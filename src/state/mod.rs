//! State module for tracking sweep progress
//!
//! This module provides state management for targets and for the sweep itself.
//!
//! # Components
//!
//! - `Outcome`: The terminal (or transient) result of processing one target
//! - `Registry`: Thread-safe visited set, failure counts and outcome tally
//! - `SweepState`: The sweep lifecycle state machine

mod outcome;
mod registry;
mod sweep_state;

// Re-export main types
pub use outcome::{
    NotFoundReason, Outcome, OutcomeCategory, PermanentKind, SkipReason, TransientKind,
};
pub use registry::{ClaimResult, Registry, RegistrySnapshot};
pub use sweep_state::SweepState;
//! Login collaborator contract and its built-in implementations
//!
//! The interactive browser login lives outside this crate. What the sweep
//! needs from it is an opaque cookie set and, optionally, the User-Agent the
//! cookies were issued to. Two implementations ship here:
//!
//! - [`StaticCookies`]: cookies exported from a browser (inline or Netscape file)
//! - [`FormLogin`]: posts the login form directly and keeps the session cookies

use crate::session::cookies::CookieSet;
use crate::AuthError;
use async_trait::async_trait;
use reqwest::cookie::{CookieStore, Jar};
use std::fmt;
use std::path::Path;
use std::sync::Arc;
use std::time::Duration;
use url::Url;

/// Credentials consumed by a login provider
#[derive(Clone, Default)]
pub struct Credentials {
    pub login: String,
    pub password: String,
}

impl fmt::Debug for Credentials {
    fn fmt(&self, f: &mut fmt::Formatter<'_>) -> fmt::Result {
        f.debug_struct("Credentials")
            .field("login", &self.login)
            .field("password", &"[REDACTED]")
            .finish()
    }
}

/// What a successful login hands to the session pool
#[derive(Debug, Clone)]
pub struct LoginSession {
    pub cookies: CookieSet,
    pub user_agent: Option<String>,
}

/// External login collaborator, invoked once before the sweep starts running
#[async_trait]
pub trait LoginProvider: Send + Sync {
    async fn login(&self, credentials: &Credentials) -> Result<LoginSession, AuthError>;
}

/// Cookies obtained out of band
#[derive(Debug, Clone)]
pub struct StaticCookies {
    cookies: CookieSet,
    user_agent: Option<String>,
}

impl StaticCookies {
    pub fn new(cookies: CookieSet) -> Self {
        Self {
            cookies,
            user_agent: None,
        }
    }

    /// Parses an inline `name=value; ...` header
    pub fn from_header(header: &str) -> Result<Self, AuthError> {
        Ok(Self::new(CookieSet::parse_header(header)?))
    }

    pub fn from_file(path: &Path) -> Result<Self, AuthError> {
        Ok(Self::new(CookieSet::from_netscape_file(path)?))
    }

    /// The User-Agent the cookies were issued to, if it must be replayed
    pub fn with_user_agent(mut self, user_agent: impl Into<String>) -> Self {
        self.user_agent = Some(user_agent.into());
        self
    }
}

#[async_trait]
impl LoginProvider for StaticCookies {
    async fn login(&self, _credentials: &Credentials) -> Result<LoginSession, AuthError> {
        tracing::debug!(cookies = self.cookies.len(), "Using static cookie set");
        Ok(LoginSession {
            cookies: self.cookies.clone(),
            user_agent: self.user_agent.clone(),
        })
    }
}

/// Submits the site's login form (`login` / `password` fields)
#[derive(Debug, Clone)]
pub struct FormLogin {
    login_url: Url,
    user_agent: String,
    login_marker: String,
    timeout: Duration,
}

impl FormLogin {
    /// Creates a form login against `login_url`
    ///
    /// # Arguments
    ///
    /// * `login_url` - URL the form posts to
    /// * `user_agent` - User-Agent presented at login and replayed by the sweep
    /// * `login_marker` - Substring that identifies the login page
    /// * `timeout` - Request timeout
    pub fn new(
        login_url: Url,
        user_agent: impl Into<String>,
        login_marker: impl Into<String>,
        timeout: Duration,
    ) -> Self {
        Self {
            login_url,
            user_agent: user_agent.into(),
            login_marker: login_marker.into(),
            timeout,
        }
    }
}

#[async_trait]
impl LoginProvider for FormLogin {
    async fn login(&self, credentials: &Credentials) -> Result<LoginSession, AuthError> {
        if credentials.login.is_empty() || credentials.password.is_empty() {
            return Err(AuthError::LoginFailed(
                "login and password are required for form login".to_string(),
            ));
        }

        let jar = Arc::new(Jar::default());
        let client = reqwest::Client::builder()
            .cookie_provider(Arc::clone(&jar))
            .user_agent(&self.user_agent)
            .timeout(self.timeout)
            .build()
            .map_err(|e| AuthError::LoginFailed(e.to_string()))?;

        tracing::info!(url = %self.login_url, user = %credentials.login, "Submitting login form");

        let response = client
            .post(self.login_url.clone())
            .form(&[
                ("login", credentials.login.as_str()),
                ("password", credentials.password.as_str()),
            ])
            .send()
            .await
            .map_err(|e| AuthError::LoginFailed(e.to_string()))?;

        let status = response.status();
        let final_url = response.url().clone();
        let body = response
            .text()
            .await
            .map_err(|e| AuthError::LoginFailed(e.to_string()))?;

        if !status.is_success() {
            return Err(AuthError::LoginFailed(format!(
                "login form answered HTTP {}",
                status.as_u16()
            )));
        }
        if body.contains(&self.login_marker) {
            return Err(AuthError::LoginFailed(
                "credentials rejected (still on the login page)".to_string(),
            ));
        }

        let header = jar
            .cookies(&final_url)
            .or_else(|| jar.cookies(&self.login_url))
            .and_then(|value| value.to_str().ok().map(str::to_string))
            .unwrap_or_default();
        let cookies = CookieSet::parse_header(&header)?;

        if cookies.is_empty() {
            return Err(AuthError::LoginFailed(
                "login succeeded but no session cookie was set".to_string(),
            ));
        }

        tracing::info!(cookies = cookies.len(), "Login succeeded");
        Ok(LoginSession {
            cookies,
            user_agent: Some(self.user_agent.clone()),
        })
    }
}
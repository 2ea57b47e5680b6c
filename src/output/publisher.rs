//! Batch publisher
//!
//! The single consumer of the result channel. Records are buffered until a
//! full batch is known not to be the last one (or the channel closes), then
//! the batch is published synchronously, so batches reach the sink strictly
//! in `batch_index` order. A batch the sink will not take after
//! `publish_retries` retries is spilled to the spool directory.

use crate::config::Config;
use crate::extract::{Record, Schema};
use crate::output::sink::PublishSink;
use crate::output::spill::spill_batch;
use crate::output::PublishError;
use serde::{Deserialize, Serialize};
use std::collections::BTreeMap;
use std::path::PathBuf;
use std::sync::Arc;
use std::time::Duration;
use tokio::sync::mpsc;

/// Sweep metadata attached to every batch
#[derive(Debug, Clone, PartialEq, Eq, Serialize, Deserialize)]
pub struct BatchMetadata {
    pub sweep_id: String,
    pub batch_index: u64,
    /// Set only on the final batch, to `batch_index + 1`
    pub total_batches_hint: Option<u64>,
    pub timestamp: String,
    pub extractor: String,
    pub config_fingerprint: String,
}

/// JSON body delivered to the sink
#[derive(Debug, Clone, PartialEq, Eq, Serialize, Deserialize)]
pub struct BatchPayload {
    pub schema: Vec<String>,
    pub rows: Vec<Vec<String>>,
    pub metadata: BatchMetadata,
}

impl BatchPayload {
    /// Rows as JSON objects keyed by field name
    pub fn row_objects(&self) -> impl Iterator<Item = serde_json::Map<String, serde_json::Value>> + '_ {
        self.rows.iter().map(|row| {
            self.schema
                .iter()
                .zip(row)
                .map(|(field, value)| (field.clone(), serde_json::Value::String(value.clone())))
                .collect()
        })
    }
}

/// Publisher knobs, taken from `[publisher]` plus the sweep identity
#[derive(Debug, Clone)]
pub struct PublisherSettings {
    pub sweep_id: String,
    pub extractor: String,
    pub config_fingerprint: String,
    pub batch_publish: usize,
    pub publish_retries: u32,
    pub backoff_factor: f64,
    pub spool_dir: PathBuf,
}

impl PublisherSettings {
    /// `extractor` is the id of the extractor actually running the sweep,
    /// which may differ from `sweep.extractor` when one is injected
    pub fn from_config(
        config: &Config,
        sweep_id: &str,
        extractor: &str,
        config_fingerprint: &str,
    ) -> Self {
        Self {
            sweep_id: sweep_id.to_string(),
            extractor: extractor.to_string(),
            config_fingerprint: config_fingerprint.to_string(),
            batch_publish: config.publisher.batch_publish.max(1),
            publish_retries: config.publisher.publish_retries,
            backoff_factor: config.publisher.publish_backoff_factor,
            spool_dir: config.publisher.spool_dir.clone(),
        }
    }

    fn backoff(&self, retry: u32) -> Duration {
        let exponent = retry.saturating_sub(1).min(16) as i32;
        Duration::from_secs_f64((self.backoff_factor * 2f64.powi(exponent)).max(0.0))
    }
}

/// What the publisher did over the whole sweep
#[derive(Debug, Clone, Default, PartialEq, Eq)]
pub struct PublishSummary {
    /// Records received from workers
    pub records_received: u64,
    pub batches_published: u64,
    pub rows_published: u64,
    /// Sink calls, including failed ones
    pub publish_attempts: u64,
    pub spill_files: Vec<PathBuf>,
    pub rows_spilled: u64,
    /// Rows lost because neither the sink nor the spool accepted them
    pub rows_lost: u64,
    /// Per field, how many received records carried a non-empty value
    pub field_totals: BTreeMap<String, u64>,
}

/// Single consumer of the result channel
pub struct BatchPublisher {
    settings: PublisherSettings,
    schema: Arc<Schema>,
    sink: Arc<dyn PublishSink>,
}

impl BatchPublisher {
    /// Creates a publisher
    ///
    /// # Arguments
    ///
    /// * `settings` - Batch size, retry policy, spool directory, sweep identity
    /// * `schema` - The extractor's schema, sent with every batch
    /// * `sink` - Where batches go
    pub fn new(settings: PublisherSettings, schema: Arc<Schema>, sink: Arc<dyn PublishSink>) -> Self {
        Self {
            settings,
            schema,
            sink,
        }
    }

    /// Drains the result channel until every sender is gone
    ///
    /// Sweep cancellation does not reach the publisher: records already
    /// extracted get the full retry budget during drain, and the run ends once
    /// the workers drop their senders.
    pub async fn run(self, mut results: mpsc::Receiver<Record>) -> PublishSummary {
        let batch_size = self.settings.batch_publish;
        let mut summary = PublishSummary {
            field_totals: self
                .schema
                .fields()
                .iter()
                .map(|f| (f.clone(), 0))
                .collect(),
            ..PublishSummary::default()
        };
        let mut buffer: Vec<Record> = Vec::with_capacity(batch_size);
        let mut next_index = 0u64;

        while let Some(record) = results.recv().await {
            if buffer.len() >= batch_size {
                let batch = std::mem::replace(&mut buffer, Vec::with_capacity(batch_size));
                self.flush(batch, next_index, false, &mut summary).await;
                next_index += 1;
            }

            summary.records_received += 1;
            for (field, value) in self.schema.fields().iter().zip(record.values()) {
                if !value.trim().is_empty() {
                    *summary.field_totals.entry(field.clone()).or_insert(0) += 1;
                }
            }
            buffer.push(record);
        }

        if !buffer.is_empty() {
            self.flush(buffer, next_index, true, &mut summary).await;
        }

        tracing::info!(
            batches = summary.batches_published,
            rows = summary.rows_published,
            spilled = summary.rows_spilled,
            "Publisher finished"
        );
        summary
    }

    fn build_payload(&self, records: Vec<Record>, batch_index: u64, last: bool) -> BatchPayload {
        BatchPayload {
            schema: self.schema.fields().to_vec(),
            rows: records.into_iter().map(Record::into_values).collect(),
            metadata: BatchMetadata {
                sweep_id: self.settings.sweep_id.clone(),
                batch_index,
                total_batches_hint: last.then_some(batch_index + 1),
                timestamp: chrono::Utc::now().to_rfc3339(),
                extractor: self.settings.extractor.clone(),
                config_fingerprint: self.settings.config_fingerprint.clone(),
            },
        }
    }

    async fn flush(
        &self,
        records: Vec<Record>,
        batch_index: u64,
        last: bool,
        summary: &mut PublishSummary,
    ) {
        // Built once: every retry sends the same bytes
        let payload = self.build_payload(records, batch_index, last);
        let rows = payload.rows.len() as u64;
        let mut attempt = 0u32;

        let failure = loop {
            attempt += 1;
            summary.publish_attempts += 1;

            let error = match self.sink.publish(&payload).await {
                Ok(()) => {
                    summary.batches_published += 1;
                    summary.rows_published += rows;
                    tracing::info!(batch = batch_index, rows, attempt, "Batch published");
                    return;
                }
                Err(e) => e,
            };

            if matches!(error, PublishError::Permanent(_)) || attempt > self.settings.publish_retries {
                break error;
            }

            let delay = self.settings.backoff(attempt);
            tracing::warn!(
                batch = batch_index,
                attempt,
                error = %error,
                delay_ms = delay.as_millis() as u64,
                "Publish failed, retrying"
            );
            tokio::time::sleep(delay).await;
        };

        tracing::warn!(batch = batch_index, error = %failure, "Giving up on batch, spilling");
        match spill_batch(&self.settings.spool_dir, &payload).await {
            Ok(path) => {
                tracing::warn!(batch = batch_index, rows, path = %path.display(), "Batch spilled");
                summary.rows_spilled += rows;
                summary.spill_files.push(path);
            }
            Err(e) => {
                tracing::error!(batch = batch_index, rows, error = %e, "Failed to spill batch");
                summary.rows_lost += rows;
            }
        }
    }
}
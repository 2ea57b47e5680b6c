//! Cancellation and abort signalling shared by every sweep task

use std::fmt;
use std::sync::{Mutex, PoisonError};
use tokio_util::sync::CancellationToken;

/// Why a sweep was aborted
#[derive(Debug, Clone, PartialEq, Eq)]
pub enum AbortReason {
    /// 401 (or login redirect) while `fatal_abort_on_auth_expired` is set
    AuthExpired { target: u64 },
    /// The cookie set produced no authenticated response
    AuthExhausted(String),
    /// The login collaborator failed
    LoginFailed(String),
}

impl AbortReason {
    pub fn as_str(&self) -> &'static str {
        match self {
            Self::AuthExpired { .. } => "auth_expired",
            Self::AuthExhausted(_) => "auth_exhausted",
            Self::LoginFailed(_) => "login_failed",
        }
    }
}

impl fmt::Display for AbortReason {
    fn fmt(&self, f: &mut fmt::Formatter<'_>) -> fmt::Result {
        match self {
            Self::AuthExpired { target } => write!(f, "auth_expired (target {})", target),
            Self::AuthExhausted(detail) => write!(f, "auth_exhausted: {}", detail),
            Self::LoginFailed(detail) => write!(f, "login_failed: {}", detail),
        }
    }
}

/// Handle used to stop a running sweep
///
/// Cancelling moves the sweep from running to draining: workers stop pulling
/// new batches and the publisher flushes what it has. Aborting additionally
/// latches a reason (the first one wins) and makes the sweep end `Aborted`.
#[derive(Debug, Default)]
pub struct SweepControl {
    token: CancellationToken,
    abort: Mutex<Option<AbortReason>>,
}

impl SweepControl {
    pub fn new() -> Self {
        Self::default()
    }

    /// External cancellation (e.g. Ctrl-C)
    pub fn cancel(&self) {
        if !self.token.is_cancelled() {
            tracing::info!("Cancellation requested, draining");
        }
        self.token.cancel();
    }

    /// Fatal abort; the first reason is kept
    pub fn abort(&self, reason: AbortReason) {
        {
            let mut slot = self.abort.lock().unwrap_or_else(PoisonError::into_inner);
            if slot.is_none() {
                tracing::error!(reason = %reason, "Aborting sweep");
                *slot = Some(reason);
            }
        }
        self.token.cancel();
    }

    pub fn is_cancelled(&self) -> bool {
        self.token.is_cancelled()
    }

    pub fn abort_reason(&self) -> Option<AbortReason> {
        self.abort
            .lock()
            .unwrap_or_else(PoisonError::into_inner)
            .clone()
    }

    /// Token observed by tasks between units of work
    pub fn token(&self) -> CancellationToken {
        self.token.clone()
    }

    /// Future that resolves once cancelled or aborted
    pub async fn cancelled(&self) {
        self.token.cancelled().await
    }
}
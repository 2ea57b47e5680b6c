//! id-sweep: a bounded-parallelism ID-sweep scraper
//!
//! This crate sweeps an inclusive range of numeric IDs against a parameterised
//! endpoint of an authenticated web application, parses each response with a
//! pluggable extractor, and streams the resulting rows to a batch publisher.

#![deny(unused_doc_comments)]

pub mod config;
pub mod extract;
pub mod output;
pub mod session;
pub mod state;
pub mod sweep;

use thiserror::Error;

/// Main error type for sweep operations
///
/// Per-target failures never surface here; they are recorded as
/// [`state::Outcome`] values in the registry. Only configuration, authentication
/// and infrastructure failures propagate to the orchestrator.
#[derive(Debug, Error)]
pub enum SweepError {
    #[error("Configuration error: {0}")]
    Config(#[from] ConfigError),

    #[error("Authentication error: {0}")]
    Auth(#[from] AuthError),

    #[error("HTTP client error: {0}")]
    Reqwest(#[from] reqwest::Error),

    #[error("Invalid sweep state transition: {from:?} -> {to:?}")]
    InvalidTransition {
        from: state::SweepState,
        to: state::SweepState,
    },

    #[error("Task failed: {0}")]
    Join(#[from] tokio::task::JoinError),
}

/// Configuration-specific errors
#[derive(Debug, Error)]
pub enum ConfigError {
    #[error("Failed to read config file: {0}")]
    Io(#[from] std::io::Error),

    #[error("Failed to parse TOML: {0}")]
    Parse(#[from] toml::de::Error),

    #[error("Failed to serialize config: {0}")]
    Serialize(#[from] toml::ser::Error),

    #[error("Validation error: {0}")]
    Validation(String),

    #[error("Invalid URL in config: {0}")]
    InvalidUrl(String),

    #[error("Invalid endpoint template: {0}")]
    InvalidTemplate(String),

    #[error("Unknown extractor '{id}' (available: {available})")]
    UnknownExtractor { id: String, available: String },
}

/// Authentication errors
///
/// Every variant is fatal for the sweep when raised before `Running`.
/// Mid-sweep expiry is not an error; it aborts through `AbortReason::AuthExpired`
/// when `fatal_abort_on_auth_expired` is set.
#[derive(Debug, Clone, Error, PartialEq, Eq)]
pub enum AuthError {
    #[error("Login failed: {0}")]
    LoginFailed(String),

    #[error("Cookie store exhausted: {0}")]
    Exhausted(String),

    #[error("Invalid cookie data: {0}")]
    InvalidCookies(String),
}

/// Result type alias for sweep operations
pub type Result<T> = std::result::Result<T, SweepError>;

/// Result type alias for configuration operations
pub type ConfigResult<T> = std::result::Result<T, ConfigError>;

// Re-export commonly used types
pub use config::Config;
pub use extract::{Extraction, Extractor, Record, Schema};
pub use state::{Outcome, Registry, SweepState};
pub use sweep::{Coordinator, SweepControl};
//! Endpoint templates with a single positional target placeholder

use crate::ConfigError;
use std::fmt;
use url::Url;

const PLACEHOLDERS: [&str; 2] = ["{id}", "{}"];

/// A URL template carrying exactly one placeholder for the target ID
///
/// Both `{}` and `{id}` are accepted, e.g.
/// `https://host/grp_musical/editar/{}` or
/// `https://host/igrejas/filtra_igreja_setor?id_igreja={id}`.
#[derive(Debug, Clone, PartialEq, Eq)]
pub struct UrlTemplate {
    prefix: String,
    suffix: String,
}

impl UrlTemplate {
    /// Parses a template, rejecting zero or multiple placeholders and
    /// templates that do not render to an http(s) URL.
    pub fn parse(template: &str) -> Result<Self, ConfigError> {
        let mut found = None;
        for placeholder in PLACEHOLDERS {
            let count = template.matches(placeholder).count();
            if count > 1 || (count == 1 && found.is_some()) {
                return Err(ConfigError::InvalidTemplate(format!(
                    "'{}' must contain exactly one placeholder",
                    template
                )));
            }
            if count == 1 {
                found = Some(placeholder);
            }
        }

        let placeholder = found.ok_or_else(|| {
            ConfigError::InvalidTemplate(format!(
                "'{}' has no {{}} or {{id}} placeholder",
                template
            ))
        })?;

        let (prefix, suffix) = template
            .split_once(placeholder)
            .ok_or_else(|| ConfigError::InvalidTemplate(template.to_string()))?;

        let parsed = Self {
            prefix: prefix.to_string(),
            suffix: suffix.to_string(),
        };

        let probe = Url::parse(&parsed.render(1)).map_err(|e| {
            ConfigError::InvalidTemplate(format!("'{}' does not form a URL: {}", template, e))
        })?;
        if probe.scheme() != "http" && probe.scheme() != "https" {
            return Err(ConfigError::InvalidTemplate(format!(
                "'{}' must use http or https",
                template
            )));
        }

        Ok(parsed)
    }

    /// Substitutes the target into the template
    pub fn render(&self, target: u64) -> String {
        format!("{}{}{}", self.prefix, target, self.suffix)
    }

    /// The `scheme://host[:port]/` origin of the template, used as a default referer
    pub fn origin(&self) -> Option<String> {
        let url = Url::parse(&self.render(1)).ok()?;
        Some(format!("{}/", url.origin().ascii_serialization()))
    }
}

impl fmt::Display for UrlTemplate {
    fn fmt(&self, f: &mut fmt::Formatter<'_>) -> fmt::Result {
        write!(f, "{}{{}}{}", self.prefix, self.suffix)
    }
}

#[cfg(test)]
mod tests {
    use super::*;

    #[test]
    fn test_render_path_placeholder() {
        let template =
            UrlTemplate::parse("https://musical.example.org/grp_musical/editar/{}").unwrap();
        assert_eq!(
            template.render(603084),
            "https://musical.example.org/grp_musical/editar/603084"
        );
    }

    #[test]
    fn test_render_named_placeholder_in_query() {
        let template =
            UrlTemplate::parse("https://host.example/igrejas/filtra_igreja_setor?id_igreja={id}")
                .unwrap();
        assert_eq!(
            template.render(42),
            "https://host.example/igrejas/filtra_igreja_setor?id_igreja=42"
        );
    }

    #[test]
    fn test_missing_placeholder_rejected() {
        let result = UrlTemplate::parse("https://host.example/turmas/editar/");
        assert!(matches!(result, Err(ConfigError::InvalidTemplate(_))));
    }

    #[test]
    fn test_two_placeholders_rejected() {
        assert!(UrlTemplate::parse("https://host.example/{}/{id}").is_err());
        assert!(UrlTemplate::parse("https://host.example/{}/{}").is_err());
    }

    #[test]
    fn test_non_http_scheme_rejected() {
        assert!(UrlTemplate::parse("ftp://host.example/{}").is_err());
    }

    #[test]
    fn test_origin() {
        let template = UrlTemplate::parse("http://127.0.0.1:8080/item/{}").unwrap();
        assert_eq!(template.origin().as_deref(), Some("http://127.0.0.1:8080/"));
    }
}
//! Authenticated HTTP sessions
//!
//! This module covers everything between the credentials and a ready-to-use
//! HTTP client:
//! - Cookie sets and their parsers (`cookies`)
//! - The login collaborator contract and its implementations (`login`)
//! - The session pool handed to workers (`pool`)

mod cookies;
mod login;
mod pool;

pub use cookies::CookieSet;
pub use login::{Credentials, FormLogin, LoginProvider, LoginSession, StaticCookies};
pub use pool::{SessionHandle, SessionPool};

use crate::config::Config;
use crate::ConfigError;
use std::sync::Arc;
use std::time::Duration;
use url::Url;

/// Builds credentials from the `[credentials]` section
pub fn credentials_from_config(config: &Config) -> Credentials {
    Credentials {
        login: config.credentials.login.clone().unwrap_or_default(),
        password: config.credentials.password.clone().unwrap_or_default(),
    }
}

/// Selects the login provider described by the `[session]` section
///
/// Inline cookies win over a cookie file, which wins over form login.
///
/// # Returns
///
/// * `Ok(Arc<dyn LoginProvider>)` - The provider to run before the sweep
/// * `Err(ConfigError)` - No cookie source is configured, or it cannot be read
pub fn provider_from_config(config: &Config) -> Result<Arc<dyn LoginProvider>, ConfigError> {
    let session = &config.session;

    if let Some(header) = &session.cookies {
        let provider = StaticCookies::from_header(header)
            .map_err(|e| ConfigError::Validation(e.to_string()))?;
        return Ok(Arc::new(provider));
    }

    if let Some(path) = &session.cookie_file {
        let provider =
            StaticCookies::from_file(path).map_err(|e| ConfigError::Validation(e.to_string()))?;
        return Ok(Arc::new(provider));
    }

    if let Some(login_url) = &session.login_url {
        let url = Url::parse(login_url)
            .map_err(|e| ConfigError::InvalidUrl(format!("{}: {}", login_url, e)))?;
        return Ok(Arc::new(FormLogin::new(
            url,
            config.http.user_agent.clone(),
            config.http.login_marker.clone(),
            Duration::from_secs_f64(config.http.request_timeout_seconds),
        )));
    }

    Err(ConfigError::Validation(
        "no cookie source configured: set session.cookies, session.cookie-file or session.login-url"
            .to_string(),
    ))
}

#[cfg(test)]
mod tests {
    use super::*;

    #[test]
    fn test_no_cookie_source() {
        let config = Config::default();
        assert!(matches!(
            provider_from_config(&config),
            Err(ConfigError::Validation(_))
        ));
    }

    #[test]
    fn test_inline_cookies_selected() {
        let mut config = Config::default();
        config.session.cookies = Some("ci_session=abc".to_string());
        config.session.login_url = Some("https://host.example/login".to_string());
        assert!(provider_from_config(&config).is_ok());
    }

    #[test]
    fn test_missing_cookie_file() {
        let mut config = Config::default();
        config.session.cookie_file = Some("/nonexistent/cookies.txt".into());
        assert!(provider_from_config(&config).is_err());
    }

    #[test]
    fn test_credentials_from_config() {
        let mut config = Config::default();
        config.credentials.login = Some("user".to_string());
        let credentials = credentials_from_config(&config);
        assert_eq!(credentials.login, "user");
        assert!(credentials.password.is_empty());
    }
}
|---|
Say the number of lines in the records above that include the string "BatchPayload", and no more.

4